The leadership continuum was originally written by Tannenbaum and Schmidt.

Their work suggests a continuum of possible leadership behaviour available to a manager and
along which many leadership styles may be placed. The continuum presents a range of action
related to the degree of authority used by the manager and to the area of freedom available to
non-managers in arriving at decisions.

A broad range of leadership styles have been depicted on the continuum between two
extremes of autocratic and free rein. The left side shows a style where control is maintained
by a manager and the right side shows the release of control. However, neither extreme is
absolute and authority and freedom are never without their limitations.
Continuum Leadership Behaviour.

A manager is characterized according to degree of control that is maintained by him.

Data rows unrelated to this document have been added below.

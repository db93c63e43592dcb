use std::str::FromStr;
use thiserror::Error;
use tracing::warn;

use super::record::SpecRecord;
use crate::models::{DnsRecord, PostalAddress, SiteType, TestType};

pub const DEFAULT_SITE_NAME: &str = "Default Site";
pub const DEFAULT_DNS_SERVERS: [&str; 2] = ["8.8.8.8", "1.1.1.1"];
pub const DEFAULT_LABEL_COLOR: &str = "#0066CC";
pub const MANAGEMENT_LABEL_COLOR: &str = "#00FF00";
pub const MANAGEMENT_LABEL_DESCRIPTION: &str = "CSV managed tests";

const PING_PROTOCOLS: [&str; 2] = ["icmp", "tcp"];
const TRACE_PROTOCOLS: [&str; 3] = ["icmp", "tcp", "udp"];

#[derive(Error, Debug, Clone, PartialEq)]
pub enum StructuralError {
    #[error("missing required field '{0}'")]
    MissingField(&'static str),
    #[error("invalid value '{value}' for '{field}': {reason}")]
    InvalidField {
        field: &'static str,
        value: String,
        reason: String,
    },
    #[error("duplicate test name '{name}' (first declared on line {first_line})")]
    DuplicateName { name: String, first_line: usize },
}

#[derive(Debug, Clone, PartialEq)]
pub struct LabelSpec {
    pub name: String,
    pub color: String,
    pub description: String,
}

impl LabelSpec {
    pub fn new(name: &str) -> Self {
        Self {
            name: name.to_string(),
            color: DEFAULT_LABEL_COLOR.to_string(),
            description: format!("Auto-created label: {}", name),
        }
    }

    pub fn management(tag: &str) -> Self {
        Self {
            name: tag.to_string(),
            color: MANAGEMENT_LABEL_COLOR.to_string(),
            description: MANAGEMENT_LABEL_DESCRIPTION.to_string(),
        }
    }

    /// Parses `name`, `name|color` or `name|color|description`.
    fn parse(entry: &str) -> Option<Self> {
        let mut parts = entry.split('|').map(str::trim);
        let name = parts.next().filter(|n| !n.is_empty())?;
        let mut label = LabelSpec::new(name);
        if let Some(color) = parts.next().filter(|c| !c.is_empty()) {
            label.color = color.to_string();
        }
        if let Some(description) = parts.next().filter(|d| !d.is_empty()) {
            label.description = description.to_string();
        }
        Some(label)
    }
}

#[derive(Debug, Clone, PartialEq)]
pub struct SiteSpec {
    pub name: String,
    pub site_type: SiteType,
    pub lat: Option<f64>,
    pub lon: Option<f64>,
    pub address: PostalAddress,
}

#[derive(Debug, Clone, Default, PartialEq)]
pub struct PingParams {
    pub count: Option<u32>,
    pub protocol: Option<String>,
    pub port: Option<u16>,
}

impl PingParams {
    pub fn is_set(&self) -> bool {
        self.count.is_some() || self.protocol.is_some() || self.port.is_some()
    }
}

#[derive(Debug, Clone, Default, PartialEq)]
pub struct TraceParams {
    pub count: Option<u32>,
    pub protocol: Option<String>,
    pub limit: Option<u32>,
}

impl TraceParams {
    pub fn is_set(&self) -> bool {
        self.count.is_some() || self.protocol.is_some() || self.limit.is_some()
    }
}

/// Type-specific parameters as declared. Type defaults are applied when
/// the row is built into a test.
#[derive(Debug, Clone, PartialEq)]
pub struct TestParams {
    pub dns_servers: Vec<String>,
    /// `None` when the cell is empty or `0`.
    pub dns_port: Option<u16>,
    pub dns_record_type: Option<DnsRecord>,
    pub period: Option<u32>,
    pub ping: PingParams,
    pub trace: TraceParams,
}

/// One desired test, parsed from a [`SpecRecord`]. Immutable once built.
#[derive(Debug, Clone, PartialEq)]
pub struct Row {
    pub line: usize,
    pub name: String,
    pub test_type: TestType,
    pub target: String,
    pub site: SiteSpec,
    /// Declared labels followed by the management label, without duplicates.
    pub labels: Vec<LabelSpec>,
    pub agent_names: Vec<String>,
    pub params: TestParams,
}

fn cell(value: &Option<String>) -> Option<&str> {
    value.as_deref().map(str::trim).filter(|s| !s.is_empty())
}

fn required<'a>(
    value: &'a Option<String>,
    field: &'static str,
) -> Result<&'a str, StructuralError> {
    cell(value).ok_or(StructuralError::MissingField(field))
}

fn number<T>(value: &Option<String>, field: &'static str) -> Result<Option<T>, StructuralError>
where
    T: FromStr,
    T::Err: std::fmt::Display,
{
    cell(value)
        .map(|raw| {
            raw.parse::<T>().map_err(|e| StructuralError::InvalidField {
                field,
                value: raw.to_string(),
                reason: e.to_string(),
            })
        })
        .transpose()
}

fn protocol(
    value: &Option<String>,
    field: &'static str,
    allowed: &[&str],
) -> Result<Option<String>, StructuralError> {
    match cell(value) {
        None => Ok(None),
        Some(raw) => {
            let normalized = raw.to_ascii_lowercase();
            if allowed.contains(&normalized.as_str()) {
                Ok(Some(normalized))
            } else {
                Err(StructuralError::InvalidField {
                    field,
                    value: raw.to_string(),
                    reason: format!("expected one of {}", allowed.join(", ")),
                })
            }
        }
    }
}

fn list(value: &Option<String>) -> Vec<String> {
    let mut items: Vec<String> = Vec::new();
    for item in cell(value).unwrap_or_default().split(',').map(str::trim) {
        if !item.is_empty() && !items.iter().any(|existing| existing == item) {
            items.push(item.to_string());
        }
    }
    items
}

impl Row {
    pub fn parse(
        record: &SpecRecord,
        line: usize,
        management_tag: &str,
    ) -> Result<Row, StructuralError> {
        let name = required(&record.test_name, "test_name")?.to_string();
        let raw_type = required(&record.test_type, "test_type")?;
        let test_type: TestType = raw_type.parse().map_err(|reason| StructuralError::InvalidField {
            field: "test_type",
            value: raw_type.to_string(),
            reason,
        })?;
        let target = required(&record.target, "target")?.to_string();

        let site_name = cell(&record.site_name).unwrap_or(DEFAULT_SITE_NAME).to_string();
        let site_type = match cell(&record.site_type) {
            None => SiteType::default(),
            Some(raw) => raw.parse().unwrap_or_else(|_| {
                warn!(line, site_type = raw, "Unknown site type, using data center.");
                SiteType::DataCenter
            }),
        };
        let site = SiteSpec {
            name: site_name,
            site_type,
            lat: number(&record.site_lat, "site_lat")?,
            lon: number(&record.site_lon, "site_lon")?,
            address: PostalAddress {
                address: cell(&record.site_address).map(str::to_string),
                city: cell(&record.site_city).map(str::to_string),
                region: cell(&record.site_region).map(str::to_string),
                postal_code: cell(&record.site_postal_code).map(str::to_string),
                country: cell(&record.site_country).map(str::to_string),
            },
        };

        let mut labels: Vec<LabelSpec> = Vec::new();
        for entry in cell(&record.labels).unwrap_or_default().split(',') {
            if let Some(label) = LabelSpec::parse(entry) {
                if !labels.iter().any(|l| l.name == label.name) {
                    labels.push(label);
                }
            }
        }
        if !labels.iter().any(|l| l.name == management_tag) {
            labels.push(LabelSpec::management(management_tag));
        }

        let mut dns_servers = list(&record.dns_servers);
        if dns_servers.is_empty() {
            dns_servers = DEFAULT_DNS_SERVERS.iter().map(|s| s.to_string()).collect();
        }

        let dns_record_type = match cell(&record.dns_record_type) {
            None => None,
            Some(raw) => Some(raw.parse().map_err(|reason| StructuralError::InvalidField {
                field: "dns_record_type",
                value: raw.to_string(),
                reason,
            })?),
        };

        let period: Option<u32> = number(&record.period, "period")?;
        if period == Some(0) {
            return Err(StructuralError::InvalidField {
                field: "period",
                value: "0".to_string(),
                reason: "must be positive".to_string(),
            });
        }

        let params = TestParams {
            dns_servers,
            dns_port: number::<u16>(&record.dns_port, "dns_port")?.filter(|port| *port != 0),
            dns_record_type,
            period,
            ping: PingParams {
                count: number(&record.ping_count, "ping_count")?,
                protocol: protocol(&record.ping_protocol, "ping_protocol", &PING_PROTOCOLS)?,
                port: number(&record.ping_port, "ping_port")?,
            },
            trace: TraceParams {
                count: number(&record.trace_count, "trace_count")?,
                protocol: protocol(&record.trace_protocol, "trace_protocol", &TRACE_PROTOCOLS)?,
                limit: number(&record.trace_limit, "trace_limit")?,
            },
        };

        Ok(Row {
            line,
            name,
            test_type,
            target,
            site,
            labels,
            agent_names: list(&record.agent_names),
            params,
        })
    }
}

#[cfg(test)]
mod tests {
    use super::*;

    fn record(name: &str, test_type: &str, target: &str) -> SpecRecord {
        SpecRecord {
            test_name: Some(name.to_string()),
            test_type: Some(test_type.to_string()),
            target: Some(target.to_string()),
            ..Default::default()
        }
    }

    #[test]
    fn test_minimal_row_gets_source_defaults() {
        let row = Row::parse(&record("A", "dns", "example.com"), 2, "csv-managed").unwrap();
        assert_eq!(row.test_type, TestType::Dns);
        assert_eq!(row.site.name, DEFAULT_SITE_NAME);
        assert_eq!(row.site.site_type, SiteType::DataCenter);
        assert_eq!(row.labels, vec![LabelSpec::management("csv-managed")]);
        assert_eq!(row.params.dns_servers, vec!["8.8.8.8", "1.1.1.1"]);
        assert_eq!(row.params.dns_port, None);
        assert!(row.agent_names.is_empty());
    }

    #[test]
    fn test_missing_required_fields() {
        let mut rec = record("A", "dns", "example.com");
        rec.target = Some("   ".to_string());
        assert_eq!(
            Row::parse(&rec, 2, "t"),
            Err(StructuralError::MissingField("target"))
        );
        rec = record("", "dns", "x");
        assert_eq!(
            Row::parse(&rec, 2, "t"),
            Err(StructuralError::MissingField("test_name"))
        );
    }

    #[test]
    fn test_unknown_type_is_invalid() {
        let err = Row::parse(&record("A", "smoke-signal", "x"), 2, "t").unwrap_err();
        assert!(matches!(err, StructuralError::InvalidField { field: "test_type", .. }));
    }

    #[test]
    fn test_zero_dns_port_means_unset() {
        let mut rec = record("A", "dns", "example.com");
        rec.dns_port = Some("0".to_string());
        assert_eq!(Row::parse(&rec, 2, "t").unwrap().params.dns_port, None);
        rec.dns_port = Some("5353".to_string());
        assert_eq!(Row::parse(&rec, 2, "t").unwrap().params.dns_port, Some(5353));
        rec.dns_port = Some("70000".to_string());
        assert!(matches!(
            Row::parse(&rec, 2, "t"),
            Err(StructuralError::InvalidField { field: "dns_port", .. })
        ));
    }

    #[test]
    fn test_labels_with_color_and_description() {
        let mut rec = record("A", "hostname", "example.com");
        rec.labels = Some("prod|#FF0000|Production, edge , csv-managed".to_string());
        let row = Row::parse(&rec, 2, "csv-managed").unwrap();
        let names: Vec<&str> = row.labels.iter().map(|l| l.name.as_str()).collect();
        assert_eq!(names, vec!["prod", "edge", "csv-managed"]);
        assert_eq!(row.labels[0].color, "#FF0000");
        assert_eq!(row.labels[0].description, "Production");
        assert_eq!(row.labels[1].color, DEFAULT_LABEL_COLOR);
        assert_eq!(row.labels[1].description, "Auto-created label: edge");
        // Declared explicitly, so it keeps the row's color rather than the management one.
        assert_eq!(row.labels[2].color, DEFAULT_LABEL_COLOR);
    }

    #[test]
    fn test_agent_names_are_trimmed_and_deduplicated() {
        let mut rec = record("A", "ip", "10.0.0.1");
        rec.agent_names = Some(" ag1, ag2 ,ag1,".to_string());
        let row = Row::parse(&rec, 2, "t").unwrap();
        assert_eq!(row.agent_names, vec!["ag1", "ag2"]);
    }

    #[test]
    fn test_protocol_validation() {
        let mut rec = record("A", "ip", "10.0.0.1");
        rec.ping_protocol = Some("TCP".to_string());
        rec.trace_protocol = Some("udp".to_string());
        let row = Row::parse(&rec, 2, "t").unwrap();
        assert_eq!(row.params.ping.protocol.as_deref(), Some("tcp"));
        assert_eq!(row.params.trace.protocol.as_deref(), Some("udp"));

        rec.ping_protocol = Some("udp".to_string());
        assert!(matches!(
            Row::parse(&rec, 2, "t"),
            Err(StructuralError::InvalidField { field: "ping_protocol", .. })
        ));
    }

    #[test]
    fn test_unknown_site_type_falls_back_to_data_center() {
        let mut rec = record("A", "url", "https://example.com");
        rec.site_type = Some("moonbase".to_string());
        rec.site_name = Some("S1".to_string());
        rec.site_lat = Some("52.5".to_string());
        let row = Row::parse(&rec, 2, "t").unwrap();
        assert_eq!(row.site.site_type, SiteType::DataCenter);
        assert_eq!(row.site.lat, Some(52.5));
        assert_eq!(row.site.lon, None);
    }
}
use std::fs::File;
use std::io::{Read, Write};
use std::path::Path;
use thiserror::Error;
use tracing::{debug, info};

use super::record::{SpecRecord, COLUMNS};

/// Columns a specification file must declare.
pub const REQUIRED_COLUMNS: [&str; 3] = ["test_name", "test_type", "target"];

#[derive(Error, Debug)]
pub enum SourceError {
    #[error("Failed to open specification file {path}: {source}")]
    Open {
        path: String,
        #[source]
        source: std::io::Error,
    },
    #[error("CSV error: {0}")]
    Csv(#[from] csv::Error),
    #[error("Specification is missing required columns: {}", .0.join(", "))]
    MissingColumns(Vec<String>),
    #[error("Malformed record on line {line}: {source}")]
    Record {
        line: u64,
        #[source]
        source: csv::Error,
    },
    #[error("Specification I/O error: {0}")]
    Io(#[from] std::io::Error),
}

/// A record together with its 1-based line in the source file.
#[derive(Debug, Clone, PartialEq)]
pub struct SourceRow {
    pub line: usize,
    pub record: SpecRecord,
}

pub fn read_path(path: &Path) -> Result<Vec<SourceRow>, SourceError> {
    let file = File::open(path).map_err(|source| SourceError::Open {
        path: path.display().to_string(),
        source,
    })?;
    let rows = read_records(file)?;
    info!(path = %path.display(), rows = rows.len(), "Read specification file.");
    Ok(rows)
}

/// Reads every non-blank record. The header must carry all of
/// [`REQUIRED_COLUMNS`]; other columns are optional.
pub fn read_records<R: Read>(mut reader: R) -> Result<Vec<SourceRow>, SourceError> {
    let mut text = String::new();
    reader.read_to_string(&mut text)?;

    let mut reader = csv::ReaderBuilder::new()
        .trim(csv::Trim::All)
        .flexible(true)
        .from_reader(text.as_bytes());

    let headers = reader.headers()?.clone();
    let missing: Vec<String> = REQUIRED_COLUMNS
        .iter()
        .filter(|column| !headers.iter().any(|h| h == **column))
        .map(|column| column.to_string())
        .collect();
    if !missing.is_empty() {
        return Err(SourceError::MissingColumns(missing));
    }

    let mut rows = Vec::new();
    for result in reader.records() {
        let record = result?;
        let line = record
            .position()
            .map(|p| physical_line(&text, p.byte()))
            .unwrap_or_default();
        if record.iter().all(|field| field.is_empty()) {
            debug!(line, "Skipping blank line.");
            continue;
        }
        let parsed: SpecRecord = record
            .deserialize(Some(&headers))
            .map_err(|source| SourceError::Record {
                line: line as u64,
                source,
            })?;
        rows.push(SourceRow { line, record: parsed });
    }
    Ok(rows)
}

/// 1-based line on which the record starting at `byte` begins. The reader
/// does not count the empty lines it skips, so lines are taken from the
/// text itself.
fn physical_line(text: &str, byte: u64) -> usize {
    let bytes = text.as_bytes();
    let mut start = usize::try_from(byte).unwrap_or(usize::MAX).min(bytes.len());
    while start < bytes.len() && matches!(bytes[start], b'\r' | b'\n') {
        start += 1;
    }
    bytes[..start].iter().filter(|b| **b == b'\n').count() + 1
}

pub fn write_path(path: &Path, records: &[SpecRecord]) -> Result<(), SourceError> {
    let file = File::create(path).map_err(|source| SourceError::Open {
        path: path.display().to_string(),
        source,
    })?;
    write_records(file, records)?;
    info!(path = %path.display(), rows = records.len(), "Wrote specification file.");
    Ok(())
}

pub fn write_records<W: Write>(writer: W, records: &[SpecRecord]) -> Result<(), SourceError> {
    let mut writer = csv::Writer::from_writer(writer);
    if records.is_empty() {
        // serde only emits the header alongside the first record
        writer.write_record(COLUMNS)?;
    }
    for record in records {
        writer.serialize(record)?;
    }
    writer.flush()?;
    Ok(())
}

#[cfg(test)]
mod tests {
    use super::*;

    #[test]
    fn test_reads_minimal_file_with_line_numbers() {
        let data =
            "test_name,test_type,target\nA,dns,example.com\n\n,,\nB,ip,\"10.0.0.1,10.0.0.2\"\n";
        let rows = read_records(data.as_bytes()).unwrap();
        assert_eq!(rows.len(), 2);
        assert_eq!(rows[0].line, 2);
        assert_eq!(rows[0].record.name(), Some("A"));
        assert_eq!(rows[1].line, 5);
        assert_eq!(rows[1].record.target.as_deref(), Some("10.0.0.1,10.0.0.2"));
        assert_eq!(rows[1].record.site_name, None);
    }

    #[test]
    fn test_line_numbers_count_skipped_blank_lines() {
        let data = "test_name,test_type,target\nA,dns,x\nB,dns,y\n\nC,dns,z\n";
        let lines: Vec<(String, usize)> = read_records(data.as_bytes())
            .unwrap()
            .into_iter()
            .map(|r| (r.record.test_name.unwrap(), r.line))
            .collect();
        assert_eq!(
            lines,
            vec![("A".to_string(), 2), ("B".to_string(), 3), ("C".to_string(), 5)]
        );

        let crlf = "test_name,test_type,target\r\n\r\n\r\nA,dns,x\r\nB,dns,y\r\n";
        let rows = read_records(crlf.as_bytes()).unwrap();
        assert_eq!(rows.iter().map(|r| r.line).collect::<Vec<_>>(), vec![4, 5]);
    }

    #[test]
    fn test_missing_required_column_is_fatal() {
        let data = "test_name,target\nA,example.com\n";
        match read_records(data.as_bytes()) {
            Err(SourceError::MissingColumns(columns)) => assert_eq!(columns, vec!["test_type"]),
            other => panic!("unexpected result {:?}", other),
        }
    }

    #[test]
    fn test_written_header_matches_columns() {
        let mut with_rows = Vec::new();
        write_records(&mut with_rows, &[SpecRecord::default()]).unwrap();
        let mut empty = Vec::new();
        write_records(&mut empty, &[]).unwrap();

        let header_of = |bytes: &[u8]| {
            let text = String::from_utf8(bytes.to_vec()).unwrap();
            text.lines().next().unwrap().to_string()
        };
        assert_eq!(header_of(&with_rows), COLUMNS.join(","));
        assert_eq!(header_of(&empty), COLUMNS.join(","));
    }

    #[test]
    fn test_short_records_fill_missing_cells() {
        let data = "test_name,test_type,target,site_name,labels\nA,dns,example.com\n";
        let rows = read_records(data.as_bytes()).unwrap();
        assert_eq!(rows[0].record.site_name, None);
        assert_eq!(rows[0].record.labels, None);
    }
}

According to this approach, four main styles of leadership have been identified:

 Tells: The manager identifies a problem, chooses a decision, and announces this to
subordinates. The subordinates are not a party to the decision-making process and the
manager expects them to implement his decisions as soon as possible.
 Sells: The decision is chosen by the manager only but he understands that there will be
some amount of resistance from those faced with the decision and therefore makes efforts
to persuade them to accept it.
 Consults: Though the problem is identified by the manager, he does not take a final
decision. The problem is presented to the subordinates and the solutions are suggested by
the subordinates.
 Joins: The manager defines the limits within which the decision can be taken by the
subordinates and then makes the final decision along with the subordinates.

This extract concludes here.